What a way to get a game going!
A two run homer from Lindor!!
A three-run homer from Conforto!!!
In the first inning!!!!
The first-place Mets are ahead of the last-place Pirates, 5-0!!!!!

Which is where a Mets fan of tenure turned from dispensing exclamation points to issuing question marks. The way this Mets fan of tenure saw it, there were four possible scenarios facing us over the next eight innings.

Would it be…

1) A Mets romp, building on the early good vibrations worthy of a late-‘70s orange soda commercial, with more and more runs scoring and the absence of a starting pitcher no more than a technicality, even once Aaron Loup finished his limited engagement as a two-inning starter and transitioned seamlessly into an opener of Busch Light?

Maybe. But probably not.

2) A little disconcerting but ultimately fine, like a game I remember against the Pirates right around this time of year in 2006, when the first-place Mets also posted five runs in the bottom of the first, but then not only stopped hitting, but stopped scoring, yet it was OK because the last-place Pirates then weren’t having any better a season than they are now?

Maybe. But probably not.

3) Very disconcerting but ultimately exhilarating, à la one of those games that almost gets away — the lead may even temporarily change hands — yet some Met sets it right in the bottom of the ninth, and there’s a congregation shouting “HALLELUJAH!” at home plate or a jersey-tearing summer jam at first base, or perhaps both in celebration of the one that was deliriously snatched back?

Maybe. But probably not.

4) The first-place Mets blowing a 5-0 lead and losing to the last-place Pirates, 6-5, because the Mets demonstrated minimal pitching and absolutely no hitting after the first, while the Pirates forgot they were dead, buried at sea and not in the Mets’ class?

Yup.
The fourth, it turned out.
Exactly the fourth.
I mean on the bleeping nose.

While I considered the first, second and third scenarios as legitimate possibilities, straining in particular to believe the third was our destiny when Luis Guillorme led off the bottom of the ninth with a single to spark our potential comeback-as-destiny rally, I felt in my Metsian gut that we were gonna lose the way we lost. Not because “the Mets suck!” or because “we always lose!” but…I don’t know. Yet my gut knew. Michael Conforto wasn’t across the plate in the first with the fifth Met run when, on the advice of my gut, I was moved to publicly all but predict something like this was coming (and if you doubt my reluctant prescience, here’s my receipt).
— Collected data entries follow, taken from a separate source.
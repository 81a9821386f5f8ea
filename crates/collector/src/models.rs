//! Wire types for the YouTube Data API v3 and the dataset-facing
//! [`VideoRecord`].
//!
//! The API nests aggressively and stringifies every counter, so the DTOs
//! here stay private and lossy-tolerant (`Option` everywhere), while
//! `VideoRecord` is the flat, fully resolved shape that lands in the
//! metadata index.

use crate::categories::Category;
use crate::duration::parse_seconds;
use serde::{Deserialize, Serialize};

/// A fully resolved candidate video.
///
/// Immutable once fetched; one record per downloaded thumbnail ends up as a
/// line in the collection's metadata index.
#[derive(Debug, Clone, Serialize, Deserialize)]
pub struct VideoRecord {
    pub video_id: String,
    pub title: String,
    pub category_id: String,
    pub category_name: String,
    pub channel_id: String,
    pub channel_title: String,
    /// RFC 3339, as returned by the API.
    pub published_at: String,
    /// RFC 3339, stamped when the record was fetched.
    pub captured_at: String,
    pub video_url: String,
    pub thumbnail_url: String,
    pub views: u64,
    pub likes: u64,
    pub comments: u64,
    pub channel_subscribers: u64,
    pub channel_total_views: u64,
    pub channel_video_count: u64,
    pub duration_seconds: u64,
    /// `hd` or `sd`.
    pub definition: String,
    pub language: Option<String>,
    pub tags: Vec<String>,
    pub description_len: usize,
    /// log10(views + 1) − log10(channel-average views + 1); how far this
    /// video outperforms its channel's baseline.
    pub viral_ratio: f64,
}

impl VideoRecord {
    /// Filename of this video's thumbnail inside a collection directory.
    pub fn image_name(&self) -> String {
        format!("{}.jpg", self.video_id)
    }
}

fn viral_ratio(views: u64, channel_total_views: u64, channel_video_count: u64) -> f64 {
    let average = channel_total_views as f64 / channel_video_count.max(1) as f64;
    (views as f64 + 1.0).log10() - (average + 1.0).log10()
}

// --- search.list ---

#[derive(Debug, Deserialize)]
pub(crate) struct SearchResponse {
    #[serde(default)]
    pub items: Vec<SearchItem>,
}

#[derive(Debug, Deserialize)]
pub(crate) struct SearchItem {
    pub id: SearchItemId,
}

#[derive(Debug, Deserialize)]
#[serde(rename_all = "camelCase")]
pub(crate) struct SearchItemId {
    pub video_id: Option<String>,
}

// --- videos.list ---

#[derive(Debug, Deserialize)]
pub(crate) struct VideoListResponse {
    #[serde(default)]
    pub items: Vec<VideoItem>,
}

#[derive(Debug, Deserialize)]
#[serde(rename_all = "camelCase")]
pub(crate) struct VideoItem {
    pub id: String,
    pub snippet: Option<VideoSnippet>,
    pub statistics: Option<VideoStatistics>,
    pub content_details: Option<ContentDetails>,
}

#[derive(Debug, Deserialize)]
#[serde(rename_all = "camelCase")]
pub(crate) struct VideoSnippet {
    #[serde(default)]
    pub title: String,
    #[serde(default)]
    pub description: String,
    pub channel_id: Option<String>,
    #[serde(default)]
    pub channel_title: String,
    pub published_at: Option<String>,
    pub thumbnails: Option<Thumbnails>,
    pub default_audio_language: Option<String>,
    #[serde(default)]
    pub tags: Vec<String>,
}

#[derive(Debug, Deserialize)]
pub(crate) struct Thumbnails {
    pub maxres: Option<Thumbnail>,
    pub high: Option<Thumbnail>,
    pub medium: Option<Thumbnail>,
    #[serde(rename = "default")]
    pub fallback: Option<Thumbnail>,
}

impl Thumbnails {
    /// Highest-resolution variant available. `maxres` only exists for
    /// videos that uploaded a custom thumbnail.
    pub(crate) fn best_url(&self) -> Option<&str> {
        [&self.maxres, &self.high, &self.medium, &self.fallback]
            .into_iter()
            .find_map(|t| t.as_ref().map(|t| t.url.as_str()))
    }
}

#[derive(Debug, Deserialize)]
pub(crate) struct Thumbnail {
    pub url: String,
}

#[derive(Debug, Deserialize)]
#[serde(rename_all = "camelCase")]
pub(crate) struct VideoStatistics {
    pub view_count: Option<String>,
    pub like_count: Option<String>,
    pub comment_count: Option<String>,
}

#[derive(Debug, Deserialize)]
pub(crate) struct ContentDetails {
    pub duration: Option<String>,
    pub definition: Option<String>,
}

// --- channels.list ---

#[derive(Debug, Deserialize)]
pub(crate) struct ChannelListResponse {
    #[serde(default)]
    pub items: Vec<ChannelItem>,
}

#[derive(Debug, Deserialize)]
pub(crate) struct ChannelItem {
    pub id: String,
    pub statistics: Option<ChannelStatistics>,
}

#[derive(Debug, Deserialize)]
#[serde(rename_all = "camelCase")]
pub(crate) struct ChannelStatistics {
    pub subscriber_count: Option<String>,
    pub view_count: Option<String>,
    pub video_count: Option<String>,
}

/// The API stringifies every counter; absent or malformed means zero.
pub(crate) fn parse_count(value: Option<&String>) -> u64 {
    value.and_then(|s| s.parse().ok()).unwrap_or(0)
}

impl VideoItem {
    /// Flatten one `videos.list` item plus its channel statistics into a
    /// [`VideoRecord`]. Returns `None` when the item is missing the pieces a
    /// dataset entry cannot do without (snippet, channel, thumbnail URL).
    pub(crate) fn into_record(
        self,
        category: &Category,
        channel: Option<&ChannelStatistics>,
        captured_at: &str,
    ) -> Option<VideoRecord> {
        let snippet = self.snippet?;
        let channel_id = snippet.channel_id?;
        let published_at = snippet.published_at?;
        let thumbnail_url = snippet.thumbnails.as_ref().and_then(Thumbnails::best_url)?.to_string();
        let statistics = self.statistics.unwrap_or(VideoStatistics {
            view_count: None,
            like_count: None,
            comment_count: None,
        });
        let (duration_seconds, definition) = match self.content_details {
            Some(details) => (
                details.duration.as_deref().and_then(parse_seconds).unwrap_or(0),
                details.definition.unwrap_or_else(|| "sd".to_string()),
            ),
            None => (0, "sd".to_string()),
        };
        let views = parse_count(statistics.view_count.as_ref());
        let channel_total_views = channel.map(|c| parse_count(c.view_count.as_ref())).unwrap_or(0);
        let channel_video_count = channel.map(|c| parse_count(c.video_count.as_ref())).unwrap_or(0);
        Some(VideoRecord {
            video_url: format!("https://www.youtube.com/watch?v={}", self.id),
            video_id: self.id,
            title: snippet.title,
            category_id: category.id.to_string(),
            category_name: category.name.to_string(),
            channel_id,
            channel_title: snippet.channel_title,
            published_at,
            captured_at: captured_at.to_string(),
            thumbnail_url,
            views,
            likes: parse_count(statistics.like_count.as_ref()),
            comments: parse_count(statistics.comment_count.as_ref()),
            channel_subscribers: channel.map(|c| parse_count(c.subscriber_count.as_ref())).unwrap_or(0),
            channel_total_views,
            channel_video_count,
            duration_seconds,
            definition,
            language: snippet.default_audio_language,
            tags: snippet.tags,
            description_len: snippet.description.chars().count(),
            viral_ratio: viral_ratio(views, channel_total_views, channel_video_count),
        })
    }
}
//! The YouTube Data API v3 client.

use crate::categories::{Category, DEFAULT_CATEGORIES};
use crate::error::{ErrorKind, Result};
use crate::models::{
    ChannelListResponse, ChannelStatistics, SearchResponse, VideoListResponse, VideoRecord,
};
use exn::ResultExt;
use reqwest::StatusCode;
use serde::de::DeserializeOwned;
use std::collections::{HashMap, HashSet};
use std::str::FromStr;
use std::time::Duration as StdDuration;
use time::OffsetDateTime;
use time::format_description::well_known::Rfc3339;
use tracing::{debug, warn};

const API_BASE: &str = "https://www.googleapis.com/youtube/v3";
/// Hard cap imposed by `search.list`.
const SEARCH_MAX_RESULTS: usize = 50;
const HTTP_TIMEOUT: StdDuration = StdDuration::from_secs(30);

/// YouTube's duration classes for `search.list`.
#[derive(Debug, Clone, Copy, PartialEq, Eq)]
pub enum VideoDuration {
    Any,
    /// Under 4 minutes.
    Short,
    /// Between 4 and 20 minutes.
    Medium,
    /// Over 20 minutes.
    Long,
}

impl VideoDuration {
    pub fn as_param(self) -> &'static str {
        match self {
            Self::Any => "any",
            Self::Short => "short",
            Self::Medium => "medium",
            Self::Long => "long",
        }
    }
}

impl FromStr for VideoDuration {
    type Err = crate::error::Error;
    fn from_str(s: &str) -> Result<Self> {
        match s {
            "any" => Ok(Self::Any),
            "short" => Ok(Self::Short),
            "medium" => Ok(Self::Medium),
            "long" => Ok(Self::Long),
            other => Err(exn::Exn::from(ErrorKind::InvalidResponse(format!(
                "unknown video duration class `{other}`"
            )))),
        }
    }
}

/// Knobs for one [`fetch_batch`](YouTubeClient::fetch_batch) sweep.
#[derive(Debug, Clone)]
pub struct FetchParams {
    pub days_ago: u32,
    pub videos_per_category: usize,
    pub min_views: u64,
    pub min_subscribers: u64,
    pub min_duration_seconds: u64,
    pub video_duration: VideoDuration,
    /// Region codes cycled across categories.
    pub regions: Vec<String>,
    pub categories: Vec<Category>,
}

impl Default for FetchParams {
    fn default() -> Self {
        Self {
            days_ago: 7,
            videos_per_category: 5,
            min_views: 100,
            min_subscribers: 10_000,
            min_duration_seconds: 60,
            video_duration: VideoDuration::Medium,
            regions: vec!["US".to_string()],
            categories: DEFAULT_CATEGORIES.to_vec(),
        }
    }
}

impl FetchParams {
    /// Region for the `index`-th category, round-robin.
    fn region_for(&self, index: usize) -> &str {
        &self.regions[index % self.regions.len()]
    }

    /// Page size for `search.list`: ask for more than we'll keep so the
    /// post-search filters have something to throw away.
    fn search_page_size(&self) -> usize {
        self.videos_per_category.saturating_mul(3).clamp(1, SEARCH_MAX_RESULTS)
    }

    fn keeps(&self, record: &VideoRecord) -> bool {
        record.views >= self.min_views
            && record.channel_subscribers >= self.min_subscribers
            && record.duration_seconds >= self.min_duration_seconds
    }
}

/// Client for the YouTube Data API v3.
///
/// # Examples
///
/// ```no_run
/// use thumbyard_collector::{FetchParams, YouTubeClient};
///
/// # async fn example() -> Result<(), Box<dyn std::error::Error>> {
/// let client = YouTubeClient::new("AIzaSy...")?;
/// let videos = client.fetch_batch(&FetchParams::default()).await?;
/// for video in &videos {
///     let bytes = client.download_thumbnail(video).await?;
///     // write bytes somewhere...
/// }
/// # Ok(())
/// # }
/// ```
pub struct YouTubeClient {
    http: reqwest::Client,
    api_key: String,
    base_url: String,
}

impl YouTubeClient {
    pub fn new(api_key: impl Into<String>) -> Result<Self> {
        let http = reqwest::Client::builder()
            .timeout(HTTP_TIMEOUT)
            .build()
            .map_err(|e| ErrorKind::Unavailable(e.to_string()))?;
        Ok(Self {
            http,
            api_key: api_key.into(),
            base_url: API_BASE.to_string(),
        })
    }

    /// Point the client somewhere other than googleapis.com. For tests.
    pub fn with_base_url(mut self, base_url: impl Into<String>) -> Self {
        self.base_url = base_url.into();
        self
    }

    /// Fetch up to `videos_per_category` candidates per category, published
    /// within the last `days_ago` days.
    ///
    /// Transport failures and quota errors abort the whole sweep: a half
    /// batch that silently skipped categories would skew the dataset toward
    /// whatever sorted first. A category that merely yields no results is
    /// skipped.
    pub async fn fetch_batch(&self, params: &FetchParams) -> Result<Vec<VideoRecord>> {
        let published_after = published_after(OffsetDateTime::now_utc(), params.days_ago)?;
        let captured_at = OffsetDateTime::now_utc()
            .format(&Rfc3339)
            .or_raise(|| ErrorKind::InvalidResponse("unformattable capture timestamp".to_string()))?;

        let mut batch: Vec<VideoRecord> = Vec::new();
        let mut seen: HashSet<String> = HashSet::new();
        for (index, category) in params.categories.iter().enumerate() {
            let region = params.region_for(index);
            let ids = self.search_category(category, region, &published_after, params).await?;
            debug!(category = category.name, region, found = ids.len(), "searched category");
            if ids.is_empty() {
                continue;
            }
            let videos = self.video_details(&ids).await?;
            let channel_ids: Vec<String> = videos
                .iter()
                .filter_map(|v| v.snippet.as_ref().and_then(|s| s.channel_id.clone()))
                .collect::<HashSet<_>>()
                .into_iter()
                .collect();
            let channels = self.channel_statistics(&channel_ids).await?;

            let mut kept = 0usize;
            for item in videos {
                if kept >= params.videos_per_category {
                    break;
                }
                let channel = item.snippet.as_ref().and_then(|s| s.channel_id.as_ref()).and_then(|id| channels.get(id));
                let Some(record) = item.into_record(category, channel, &captured_at) else {
                    continue;
                };
                if !params.keeps(&record) || !seen.insert(record.video_id.clone()) {
                    continue;
                }
                batch.push(record);
                kept += 1;
            }
        }
        debug!(total = batch.len(), "assembled candidate batch");
        Ok(batch)
    }

    /// Download one thumbnail, returning the raw image bytes.
    ///
    /// Failures here are item-level: the caller logs, skips the video, and
    /// lets the next scheduled run pick it up again.
    pub async fn download_thumbnail(&self, record: &VideoRecord) -> Result<Vec<u8>> {
        let response = self
            .http
            .get(&record.thumbnail_url)
            .send()
            .await
            .or_raise(|| ErrorKind::Thumbnail(record.video_id.clone()))?;
        if !response.status().is_success() {
            exn::bail!(ErrorKind::Thumbnail(record.video_id.clone()));
        }
        let bytes = response.bytes().await.or_raise(|| ErrorKind::Thumbnail(record.video_id.clone()))?;
        if bytes.is_empty() {
            exn::bail!(ErrorKind::Thumbnail(record.video_id.clone()));
        }
        Ok(bytes.to_vec())
    }

    async fn search_category(
        &self,
        category: &Category,
        region: &str,
        published_after: &str,
        params: &FetchParams,
    ) -> Result<Vec<String>> {
        let page_size = params.search_page_size().to_string();
        let response: SearchResponse = self
            .get_json(
                "search",
                &[
                    ("part", "snippet"),
                    ("type", "video"),
                    ("order", "date"),
                    ("publishedAfter", published_after),
                    ("videoCategoryId", category.id),
                    ("regionCode", region),
                    ("videoDuration", params.video_duration.as_param()),
                    ("maxResults", &page_size),
                ],
            )
            .await?;
        Ok(response.items.into_iter().filter_map(|item| item.id.video_id).collect())
    }

    async fn video_details(&self, ids: &[String]) -> Result<Vec<crate::models::VideoItem>> {
        let joined = ids.join(",");
        let response: VideoListResponse = self
            .get_json("videos", &[("part", "snippet,statistics,contentDetails"), ("id", &joined)])
            .await?;
        Ok(response.items)
    }

    async fn channel_statistics(&self, ids: &[String]) -> Result<HashMap<String, ChannelStatistics>> {
        if ids.is_empty() {
            return Ok(HashMap::new());
        }
        let joined = ids.join(",");
        let response: ChannelListResponse =
            self.get_json("channels", &[("part", "statistics"), ("id", &joined)]).await?;
        Ok(response
            .items
            .into_iter()
            .filter_map(|item| item.statistics.map(|stats| (item.id, stats)))
            .collect())
    }

    async fn get_json<T: DeserializeOwned>(&self, endpoint: &str, query: &[(&str, &str)]) -> Result<T> {
        let url = format!("{}/{}", self.base_url, endpoint);
        let response = self
            .http
            .get(&url)
            .query(query)
            .query(&[("key", self.api_key.as_str())])
            .send()
            .await
            .map_err(|e| ErrorKind::Unavailable(e.to_string()))?;
        match response.status() {
            status if status.is_success() => {
                response.json().await.map_err(|e| ErrorKind::InvalidResponse(e.to_string()).into())
            },
            // 403 is how the Data API reports an exhausted daily quota.
            StatusCode::FORBIDDEN | StatusCode::TOO_MANY_REQUESTS => {
                warn!(endpoint, "YouTube API quota exhausted or rate limited");
                exn::bail!(ErrorKind::RateLimited)
            },
            status => exn::bail!(ErrorKind::Unavailable(format!("{endpoint} returned HTTP {status}"))),
        }
    }
}

/// RFC 3339 cutoff for `publishedAfter`, `days_ago` days before `now`.
fn published_after(now: OffsetDateTime, days_ago: u32) -> Result<String> {
    (now - time::Duration::days(i64::from(days_ago)))
        .format(&Rfc3339)
        .or_raise(|| ErrorKind::InvalidResponse("unformattable publishedAfter cutoff".to_string()))
}

#[cfg(test)]
mod tests {
    use super::*;
    use rstest::rstest;

    fn record(views: u64, subscribers: u64, duration_seconds: u64) -> VideoRecord {
        VideoRecord {
            video_id: "dQw4w9WgXcQ".to_string(),
            title: "title".to_string(),
            category_id: "10".to_string(),
            category_name: "Music".to_string(),
            channel_id: "UCchannel".to_string(),
            channel_title: "channel".to_string(),
            published_at: "2024-01-01T00:00:00Z".to_string(),
            captured_at: "2024-01-08T00:00:00Z".to_string(),
            video_url: "https://www.youtube.com/watch?v=dQw4w9WgXcQ".to_string(),
            thumbnail_url: "https://i.ytimg.com/vi/dQw4w9WgXcQ/hqdefault.jpg".to_string(),
            views,
            likes: 0,
            comments: 0,
            channel_subscribers: subscribers,
            channel_total_views: 0,
            channel_video_count: 0,
            duration_seconds,
            definition: "hd".to_string(),
            language: None,
            tags: vec![],
            description_len: 0,
            viral_ratio: 0.0,
        }
    }

    #[test]
    fn test_published_after_cutoff() {
        // 1,700,000,000 = 2023-11-14T22:13:20Z
        let now = OffsetDateTime::from_unix_timestamp(1_700_000_000).unwrap();
        assert_eq!(published_after(now, 7).unwrap(), "2023-11-07T22:13:20Z");
        assert_eq!(published_after(now, 1).unwrap(), "2023-11-13T22:13:20Z");
    }

    #[test]
    fn test_region_round_robin() {
        let params = FetchParams {
            regions: vec!["US".to_string(), "GB".to_string(), "DE".to_string()],
            ..FetchParams::default()
        };
        assert_eq!(params.region_for(0), "US");
        assert_eq!(params.region_for(1), "GB");
        assert_eq!(params.region_for(2), "DE");
        assert_eq!(params.region_for(3), "US");
    }

    #[rstest]
    #[case(1, 3)]
    #[case(5, 15)]
    #[case(20, 50)] // clamped to the API maximum
    fn test_search_page_size(#[case] per_category: usize, #[case] expected: usize) {
        let params = FetchParams {
            videos_per_category: per_category,
            ..FetchParams::default()
        };
        assert_eq!(params.search_page_size(), expected);
    }

    #[rstest]
    #[case("any", VideoDuration::Any)]
    #[case("short", VideoDuration::Short)]
    #[case("medium", VideoDuration::Medium)]
    #[case("long", VideoDuration::Long)]
    fn test_video_duration_from_str(#[case] input: &str, #[case] expected: VideoDuration) {
        assert_eq!(input.parse::<VideoDuration>().unwrap(), expected);
    }

    #[test]
    fn test_video_duration_from_str_invalid() {
        assert!("feature-length".parse::<VideoDuration>().is_err());
    }

    #[rstest]
    #[case(1_000, 50_000, 300, true)]
    #[case(50, 50_000, 300, false)] // too few views
    #[case(1_000, 500, 300, false)] // channel too small
    #[case(1_000, 50_000, 10, false)] // too short
    fn test_filters(#[case] views: u64, #[case] subscribers: u64, #[case] duration: u64, #[case] kept: bool) {
        let params = FetchParams::default();
        assert_eq!(params.keeps(&record(views, subscribers, duration)), kept);
    }

    #[test]
    fn test_client_base_url_override() {
        let client = YouTubeClient::new("key").unwrap().with_base_url("http://localhost:1234/v3");
        assert_eq!(client.base_url, "http://localhost:1234/v3");
    }
}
Thus, the fun of the first — with Loup nice and loose, Francisco Lindor ablaze (he’d add two more base hits to his total) and Conforto homering for the first time since approximately 1963 — evaporated into stone-cold Sunday afternoon somnambulance. The Pirates, led by their defiant starter Chase de Jong sticking it out for five and their sudden slugger Rodolfo Castro going deep twice, made the comeback and didn’t deal in givebacks. Guillorme did get that leadoff single, but Brandon Nimmo grounded into a double play, and Lindor couldn’t arrange the drama necessary to turn the beat around. In between Loup and the losing, there was little dependable Met pitching of which to speak. The glaringest culprit was Edwin Diaz in the ninth not getting the fifth of five outs Luis Rojas requested after Diaz took over for Miguel Castro in the eighth. Diaz wasn’t 24 hours’ removed from his nearly immaculate Saturday night inning (10 pitches, 9 strikes, 3 outs). It’s hard to pin this loss on Edwin, even if he was, in fact, pinned with the loss.

Jerad Eickhoff, Jeurys Familia and Castro weren’t much help. Nor was whichever rainout pushed Jacob deGrom from his scheduled Sunday start into the All-Star break abyss. Kumar Rocker simply wasn’t drafted, developed, promoted and inserted soon enough. Regardless of whoever was available; wasn’t available; or could have been leaned on a little with a quartet of off days in the offing, let us not ignore that the Mets did no scoring from the second inning on. Not a load of hitting, either.

My gut having courteously prepared me for the nominal Worst Loss of the Season, I wasn’t nearly as disturbed by the least optimal outcome as I would have been had it come out of nowhere. Nope, my gut was on target. I hope it took SNY up on its offer of betting $415 to win $100 or whatever it is Gary Apple goes on about in the postgame show as he touts the network’s wholesome gambling sponsor.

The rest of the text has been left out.